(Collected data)

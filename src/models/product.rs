use serde::{Deserialize, Serialize};

/// Catalog entry. Immutable from this system's perspective; the catalog
/// table is sourced by an external process.
#[derive(Serialize, Deserialize, Debug, Clone, PartialEq)]
#[cfg_attr(feature = "ssr", derive(sqlx::FromRow))]
pub struct Product {
    pub product_id: i64,
    pub product_name: String, // Display name
    pub image_url: String,    // Externally-hosted image
}

/// One row of a user's purchase history after the catalog join. A purchase
/// can reference a product the catalog no longer carries; those rows keep
/// the id and leave name and image empty.
#[derive(Serialize, Deserialize, Debug, Clone, PartialEq)]
pub struct PurchasedProduct {
    pub product_id: i64,
    pub product_name: Option<String>,
    pub image_url: Option<String>,
}

impl PurchasedProduct {
    pub fn display_name(&self) -> String {
        match &self.product_name {
            Some(name) => name.clone(),
            None => format!("Product #{}", self.product_id),
        }
    }
}

#[cfg(test)]
mod tests {
    use super::*;

    #[test]
    fn display_name_prefers_catalog_name() {
        let row = PurchasedProduct {
            product_id: 7,
            product_name: Some("Classic Tee".into()),
            image_url: None,
        };
        assert_eq!(row.display_name(), "Classic Tee");
    }

    #[test]
    fn display_name_falls_back_to_id() {
        let row = PurchasedProduct {
            product_id: 7,
            product_name: None,
            image_url: None,
        };
        assert_eq!(row.display_name(), "Product #7");
    }
}
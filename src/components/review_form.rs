use leptos::ev::SubmitEvent;
use leptos::*;

/// Free-text review entry. Submission hands the raw text to the page and
/// clears the draft.
#[component]
pub fn ReviewForm(on_submit: Box<dyn Fn(String)>) -> impl IntoView {
    let (review_text, set_review_text) = create_signal(String::new());

    let handle_submit = move |ev: SubmitEvent| {
        ev.prevent_default();
        on_submit(review_text.get());
        set_review_text.set(String::new());
    };

    view! {
        <form class="review-form" on:submit=handle_submit>
            <h3>{ "Submit Review" }</h3>
            <textarea
                placeholder="Write your review here"
                prop:value=move || review_text.get()
                on:input=move |e| set_review_text.set(event_target_value(&e))
            />
            <button type="submit">{ "Submit review" }</button>
        </form>
    }
}
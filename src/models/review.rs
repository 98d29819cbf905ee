use chrono::{DateTime, Utc};
use serde::{Deserialize, Serialize};
use thiserror::Error;

/// Stored review as read back for display. Append-only: nothing in this
/// system updates or deletes a review once written.
#[derive(Serialize, Deserialize, Debug, Clone, PartialEq)]
#[cfg_attr(feature = "ssr", derive(sqlx::FromRow))]
pub struct Review {
    pub user_name: String,
    pub review: String,
    pub ts_utc: DateTime<Utc>, // Captured at insert time
}

/// Review submission before it reaches the store.
#[derive(Serialize, Deserialize, Debug, Clone, PartialEq)]
pub struct NewReview {
    pub product_id: i64,
    pub user_name: String,
    pub review: String,
}

#[derive(Debug, Error, Clone, PartialEq, Eq)]
pub enum ValidationError {
    #[error("please write something before submitting")]
    EmptyReview,
}

impl NewReview {
    /// Trim the review text and reject submissions that are empty once
    /// trimmed. Runs before any store access. The user name is left exactly
    /// as entered; order matching is whitespace- and case-sensitive.
    pub fn validated(mut self) -> Result<Self, ValidationError> {
        let trimmed = self.review.trim();
        if trimmed.is_empty() {
            return Err(ValidationError::EmptyReview);
        }
        self.review = trimmed.to_string();
        Ok(self)
    }
}
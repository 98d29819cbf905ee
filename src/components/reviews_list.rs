use leptos::*;

use crate::models::review::Review;

/// Read-only display of a product's reviews, newest first. A product with
/// no reviews gets an explicit empty state rather than a bare table.
#[component]
pub fn ReviewsList(reviews: Vec<Review>) -> impl IntoView {
    view! {
        <div class="reviews-list">
            <h3>{ "📣 Reviews from other customers" }</h3>
            {if reviews.is_empty() {
                view! {
                    <p class="no-reviews">{ "No reviews yet – be the first!" }</p>
                }.into_view()
            } else {
                view! {
                    <table>
                        <thead>
                            <tr>
                                <th>{ "Name" }</th>
                                <th>{ "Review" }</th>
                                <th>{ "Posted (UTC)" }</th>
                            </tr>
                        </thead>
                        <tbody>
                            {reviews.into_iter().map(|review| view! {
                                <tr>
                                    <td>{ review.user_name }</td>
                                    <td>{ review.review }</td>
                                    <td>{ review.ts_utc.format("%Y-%m-%d %H:%M").to_string() }</td>
                                </tr>
                            }).collect::<Vec<_>>()}
                        </tbody>
                    </table>
                }.into_view()
            }}
        </div>
    }
}
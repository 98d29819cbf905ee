pub mod api;
pub mod app;
#[cfg(feature = "ssr")]
pub mod catalog;
pub mod components;
#[cfg(feature = "ssr")]
pub mod config;
pub mod db;
pub mod models;

#[cfg(feature = "hydrate")]
#[wasm_bindgen::prelude::wasm_bindgen]
pub fn hydrate() {
    use crate::app::App;

    console_error_panic_hook::set_once();
    leptos::mount_to_body(App);
}
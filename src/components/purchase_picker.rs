use leptos::*;

use crate::models::product::PurchasedProduct;

/// Selection control over the visitor's purchased products. Labels come
/// from the catalog join; products the catalog no longer carries fall back
/// to an id-based label.
#[component]
pub fn PurchasePicker(
    purchases: Vec<PurchasedProduct>,
    selected: ReadSignal<Option<i64>>,
    on_select: Box<dyn Fn(i64)>,
) -> impl IntoView {
    let handle_change = move |e| {
        if let Ok(product_id) = event_target_value(&e).parse::<i64>() {
            on_select(product_id);
        }
    };

    view! {
        <div class="purchase-picker">
            <label>{ "Pick a product to review:" }</label>
            <select on:change=handle_change>
                {purchases.into_iter().map(|product| {
                    let product_id = product.product_id;
                    view! {
                        <option
                            value=product_id.to_string()
                            selected=move || selected.get() == Some(product_id)
                        >
                            { product.display_name() }
                        </option>
                    }
                }).collect::<Vec<_>>()}
            </select>
        </div>
    }
}
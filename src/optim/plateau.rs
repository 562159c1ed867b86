/// Tracks the lowest epoch loss seen so far and reports stagnation.
///
/// The training loop calls [`observe`](LossPlateau::observe) once per epoch
/// and decays the learning rate whenever it returns `true`. A stagnating
/// loss does not replace the best one.
#[derive(Debug, Clone, Copy, PartialEq)]
pub struct LossPlateau {
    best: f64,
}

impl LossPlateau {
    pub fn new() -> LossPlateau {
        LossPlateau { best: f64::INFINITY }
    }

    pub fn best(&self) -> f64 {
        self.best
    }

    /// Returns `true` when `loss` is not lower than the best so far.
    pub fn observe(&mut self, loss: f64) -> bool {
        if loss < self.best {
            self.best = loss;
            false
        } else {
            true
        }
    }
}

impl Default for LossPlateau {
    fn default() -> Self {
        LossPlateau::new()
    }
}

#[cfg(test)]
mod test {
    use super::*;

    #[test]
    fn test_first_observation_improves() {
        let mut p = LossPlateau::new();
        assert!(!p.observe(10.0));
        assert_eq!(p.best(), 10.0);
    }

    #[test]
    fn test_stagnation_keeps_best() {
        let mut p = LossPlateau::new();
        p.observe(5.0);
        assert!(p.observe(5.0));
        assert!(p.observe(7.0));
        assert_eq!(p.best(), 5.0);
        assert!(!p.observe(4.0));
        assert_eq!(p.best(), 4.0);
    }

    #[test]
    fn test_nan_counts_as_stagnation() {
        let mut p = LossPlateau::new();
        p.observe(1.0);
        assert!(p.observe(f64::NAN));
        assert_eq!(p.best(), 1.0);
    }
}
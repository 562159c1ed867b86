use std::marker::PhantomData;

use log::debug;
use rand::Rng;

use crate::activation::{Activation, ActivationFunction};
use crate::error::{NetworkError, Result};
use crate::math::{vector, Matrix};
use crate::network::gradients::Gradients;
use crate::network::output::{OutputMode, Softmax};
use crate::network::spec::NetworkSpec;
use crate::network::topology::Topology;
use crate::optim::{LearningRate, Sgd};

/// Constant part of the initial weights and biases.
pub const INIT_OFFSET: f64 = 0.001;
/// Uniform noise in [-1, 1) is divided by this before being added to the offset.
pub const INIT_NOISE_SCALE: f64 = 1000.0;
/// Every output bias starts here so early outputs are not exact ties.
pub const INIT_OUTPUT_BIAS: f64 = 0.1;

/// Fully connected feed-forward network with a fixed topology.
///
/// `A` is the hidden-layer activation and `O` the output normalization.
/// Weight matrix `i` has shape `width[i+1] × width[i]`; bias vector `i` has
/// length `width[i+1]`. The network also owns one [`Gradients`] buffer that
/// [`train_step`](Network::train_step) adds into and
/// [`apply_accumulated`](Network::apply_accumulated) drains.
#[derive(Debug, Clone)]
pub struct Network<A = ActivationFunction, O = Softmax> {
    topology: Topology,
    activation: A,
    pub(crate) weights: Vec<Matrix>,
    pub(crate) biases: Vec<Vec<f64>>,
    pub(crate) gradients: Gradients,
    optimizer: Sgd,
    _output: PhantomData<fn() -> O>,
}

/// Every intermediate vector of one forward pass.
///
/// `pre_activations[i]` is `W_i · activations[i] + b_i`; `activations[0]` is
/// the input and `activations[i+1]` is the activated `pre_activations[i]`
/// for every hidden layer. The last entry of `pre_activations` holds the raw
/// output logits.
#[derive(Debug, Clone, PartialEq)]
pub struct ForwardTrace {
    pub pre_activations: Vec<Vec<f64>>,
    pub activations: Vec<Vec<f64>>,
}

impl ForwardTrace {
    pub fn logits(&self) -> &[f64] {
        self.pre_activations.last().map(Vec::as_slice).unwrap_or(&[])
    }
}

impl<A: Activation, O: OutputMode> Network<A, O> {
    /// Builds a freshly initialized network using the thread RNG.
    pub fn new(topology: Topology, activation: A) -> Self {
        Self::with_rng(topology, activation, &mut rand::thread_rng())
    }

    /// Builds a freshly initialized network drawing noise from `rng`.
    pub fn with_rng<R: Rng + ?Sized>(topology: Topology, activation: A, rng: &mut R) -> Self {
        let (weights, mut biases): (Vec<Matrix>, Vec<Vec<f64>>) = (0..topology.num_transitions())
            .map(|i| {
                let (rows, cols) = topology.weight_shape(i);
                let w = Matrix::random(rows, cols, rng).map(|x| INIT_OFFSET + x / INIT_NOISE_SCALE);
                let b = (0..rows)
                    .map(|_| INIT_OFFSET + (rng.gen::<f64>() * 2.0 - 1.0) / INIT_NOISE_SCALE)
                    .collect();
                (w, b)
            })
            .unzip();
        if let Some(last) = biases.last_mut() {
            last.fill(INIT_OUTPUT_BIAS);
        }

        debug!(
            "initialized {} network {:?} with {} parameters",
            O::NAME,
            topology.widths(),
            topology.parameter_count()
        );
        Self::assemble(topology, activation, weights, biases)
    }

    /// Builds a network from explicit parameters, checking every shape.
    pub fn from_parameters(
        topology: Topology,
        activation: A,
        weights: Vec<Matrix>,
        biases: Vec<Vec<f64>>,
    ) -> Result<Self> {
        let expected = topology.num_transitions();
        if weights.len() != expected {
            return Err(NetworkError::InvalidShape { what: "weight matrices", got: weights.len(), expected });
        }
        if biases.len() != expected {
            return Err(NetworkError::InvalidShape { what: "bias vectors", got: biases.len(), expected });
        }
        for (i, (w, b)) in weights.iter().zip(&biases).enumerate() {
            let (rows, cols) = topology.weight_shape(i);
            let ragged = w.data.len() != rows || w.data.iter().any(|row| row.len() != cols);
            if w.shape() != (rows, cols) || ragged {
                return Err(NetworkError::InvalidShape { what: "weights", got: w.len(), expected: rows * cols });
            }
            if b.len() != rows {
                return Err(NetworkError::InvalidShape { what: "biases", got: b.len(), expected: rows });
            }
        }
        Ok(Self::assemble(topology, activation, weights, biases))
    }

    fn assemble(topology: Topology, activation: A, weights: Vec<Matrix>, biases: Vec<Vec<f64>>) -> Self {
        let gradients = Gradients::zeros(&topology);
        Network {
            topology,
            activation,
            weights,
            biases,
            gradients,
            optimizer: Sgd::default(),
            _output: PhantomData,
        }
    }

    /// Replaces the learning rate and its decay policy.
    pub fn with_learning_rate(mut self, learning_rate: LearningRate) -> Self {
        self.optimizer.learning_rate = learning_rate;
        self
    }

    pub fn topology(&self) -> &Topology {
        &self.topology
    }

    pub fn activation(&self) -> &A {
        &self.activation
    }

    pub fn weights(&self, layer: usize) -> &Matrix {
        &self.weights[layer]
    }

    pub fn biases(&self, layer: usize) -> &[f64] {
        &self.biases[layer]
    }

    /// The gradients accumulated since the last application.
    pub fn gradients(&self) -> &Gradients {
        &self.gradients
    }

    pub(crate) fn check_input(&self, input: &[f64]) -> Result<()> {
        let expected = self.topology.input_width();
        if input.len() != expected {
            return Err(NetworkError::InvalidShape { what: "input", got: input.len(), expected });
        }
        Ok(())
    }

    fn affine(&self, layer: usize, x: &[f64]) -> Vec<f64> {
        let mut z = self.weights[layer].mul_vec(x);
        vector::add_assign(&mut z, &self.biases[layer]);
        z
    }

    /// Runs the layers and keeps every intermediate vector. The output
    /// normalization is not applied.
    pub fn forward_trace(&self, input: &[f64]) -> Result<ForwardTrace> {
        self.check_input(input)?;
        let last = self.weights.len() - 1;
        let mut activations = Vec::with_capacity(last + 1);
        let mut pre_activations = Vec::with_capacity(last + 1);
        activations.push(input.to_vec());
        for i in 0..last {
            let z = self.affine(i, &activations[i]);
            activations.push(z.iter().map(|&x| self.activation.activate(x)).collect());
            pre_activations.push(z);
        }
        pre_activations.push(self.affine(last, &activations[last]));
        Ok(ForwardTrace { pre_activations, activations })
    }

    /// Computes the network output for `input`.
    ///
    /// Hidden layers apply the activation; the last layer produces raw logits
    /// which the output mode then normalizes.
    pub fn infer(&self, input: &[f64]) -> Result<Vec<f64>> {
        self.check_input(input)?;
        let last = self.weights.len() - 1;
        let mut current = input.to_vec();
        for i in 0..last {
            current = self.affine(i, &current);
            current.iter_mut().for_each(|x| *x = self.activation.activate(*x));
        }
        let mut output = self.affine(last, &current);
        O::normalize_inference(&mut output);
        Ok(output)
    }

    /// Adds a gradient shard computed elsewhere into this network's buffer.
    pub fn merge_gradients(&mut self, gradients: &Gradients) -> Result<()> {
        self.gradients.merge(gradients)
    }

    /// Applies `params += gradients * learning_rate` to every layer and
    /// resets the accumulated gradients to zero.
    pub fn apply_accumulated(&mut self) {
        self.optimizer.step(&mut self.weights, &mut self.biases, &self.gradients);
        self.gradients.reset();
        debug!("applied accumulated gradients at learning rate {:e}", self.learning_rate());
    }

    pub fn learning_rate(&self) -> f64 {
        self.optimizer.learning_rate.value()
    }

    pub fn learning_rate_policy(&self) -> &LearningRate {
        &self.optimizer.learning_rate
    }

    pub fn set_learning_rate(&mut self, value: f64) -> Result<()> {
        self.optimizer.learning_rate.set(value)
    }

    /// Divides the learning rate by its decay factor (10 by default) and
    /// returns the new value.
    pub fn decay_learning_rate(&mut self) -> f64 {
        self.optimizer.learning_rate.decay()
    }
}

impl<O: OutputMode> Network<ActivationFunction, O> {
    /// Builds a fresh network from a config file's description.
    pub fn from_spec(spec: &NetworkSpec) -> Result<Self> {
        spec.validate()?;
        let network = Self::new(spec.topology()?, spec.activation);
        Ok(network.with_learning_rate(spec.learning_rate))
    }
}
use serde::{Deserialize, Serialize};

use crate::error::{NetworkError, Result};

/// Ordered layer widths of a network, input first.
///
/// A topology always has at least two layers and no empty layer. It is
/// fixed when the network is built and never changes afterwards.
#[derive(Debug, Clone, PartialEq, Eq, Hash, Serialize, Deserialize)]
#[serde(try_from = "Vec<usize>", into = "Vec<usize>")]
pub struct Topology {
    widths: Vec<usize>,
}

impl Topology {
    pub fn new(widths: impl Into<Vec<usize>>) -> Result<Self> {
        let widths = widths.into();
        if widths.len() < 2 {
            return Err(NetworkError::InvalidTopology(format!(
                "need at least an input and an output layer, got {} layer(s)",
                widths.len()
            )));
        }
        if let Some(i) = widths.iter().position(|&w| w == 0) {
            return Err(NetworkError::InvalidTopology(format!("layer {i} has width 0")));
        }
        if widths.iter().any(|&w| u32::try_from(w).is_err()) {
            return Err(NetworkError::InvalidTopology("layer width exceeds u32::MAX".into()));
        }
        Ok(Topology { widths })
    }

    pub fn widths(&self) -> &[usize] {
        &self.widths
    }

    /// Number of layers, counting input and output.
    pub fn num_layers(&self) -> usize {
        self.widths.len()
    }

    /// Number of weight matrices (one per consecutive pair of layers).
    pub fn num_transitions(&self) -> usize {
        self.widths.len() - 1
    }

    pub fn input_width(&self) -> usize {
        self.widths[0]
    }

    pub fn output_width(&self) -> usize {
        self.widths[self.widths.len() - 1]
    }

    /// `(rows, cols)` of weight matrix `i`, i.e. `(width[i+1], width[i])`.
    pub fn weight_shape(&self, i: usize) -> (usize, usize) {
        (self.widths[i + 1], self.widths[i])
    }

    /// Total scalar parameters: every weight and every bias.
    pub fn parameter_count(&self) -> usize {
        self.widths
            .windows(2)
            .map(|pair| pair[1] * pair[0] + pair[1])
            .sum()
    }
}

impl TryFrom<Vec<usize>> for Topology {
    type Error = NetworkError;

    fn try_from(widths: Vec<usize>) -> Result<Self> {
        Topology::new(widths)
    }
}

impl From<Topology> for Vec<usize> {
    fn from(topology: Topology) -> Self {
        topology.widths
    }
}
use crate::math::{vector, Matrix};
use crate::network::gradients::Gradients;
use crate::optim::learning_rate::LearningRate;

/// Plain gradient step: `params += gradients * learning_rate`.
#[derive(Debug, Clone, Copy, Default, PartialEq)]
pub struct Sgd {
    pub learning_rate: LearningRate,
}

impl Sgd {
    pub fn new(learning_rate: LearningRate) -> Sgd {
        Sgd { learning_rate }
    }

    /// Applies accumulated gradients to every layer. Shapes must already agree.
    pub fn step(&self, weights: &mut [Matrix], biases: &mut [Vec<f64>], gradients: &Gradients) {
        let lr = self.learning_rate.value();
        for ((w, b), (w_grad, b_grad)) in weights.iter_mut().zip(biases.iter_mut()).zip(gradients.layers()) {
            w.scaled_add(lr, w_grad);
            vector::scaled_add(b, lr, b_grad);
        }
    }
}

» **WORK TO BE COMPLETED**
Copy out the data above word for word, starting at its first line and ending with the line that contains "filename src/components/review_form.rs".

» **ANSWER**
filename src/models/product.rs
use serde::{Deserialize, Serialize};

/// Catalog entry. Immutable from this system's perspective; the catalog
/// table is sourced by an external process.
#[derive(Serialize, Deserialize, Debug, Clone, PartialEq)]
#[cfg_attr(feature = "ssr", derive(sqlx::FromRow))]
pub struct Product {
    pub product_id: i64,
    pub product_name: String, // Display name
    pub image_url: String,    // Externally-hosted image
}

/// One row of a user's purchase history after the catalog join. A purchase
/// can reference a product the catalog no longer carries; those rows keep
/// the id and leave name and image empty.
#[derive(Serialize, Deserialize, Debug, Clone, PartialEq)]
pub struct PurchasedProduct {
    pub product_id: i64,
    pub product_name: Option<String>,
    pub image_url: Option<String>,
}

impl PurchasedProduct {
    pub fn display_name(&self) -> String {
        match &self.product_name {
            Some(name) => name.clone(),
            None => format!("Product #{}", self.product_id),
        }
    }
}

#[cfg(test)]
mod tests {
    use super::*;

    #[test]
    fn display_name_prefers_catalog_name() {
        let row = PurchasedProduct {
            product_id: 7,
            product_name: Some("Classic Tee".into()),
            image_url: None,
        };
        assert_eq!(row.display_name(), "Classic Tee");
    }

    #[test]
    fn display_name_falls_back_to_id() {
        let row = PurchasedProduct {
            product_id: 7,
            product_name: None,
            image_url: None,
        };
        assert_eq!(row.display_name(), "Product #7");
    }
}
filename src/components/review_form.rs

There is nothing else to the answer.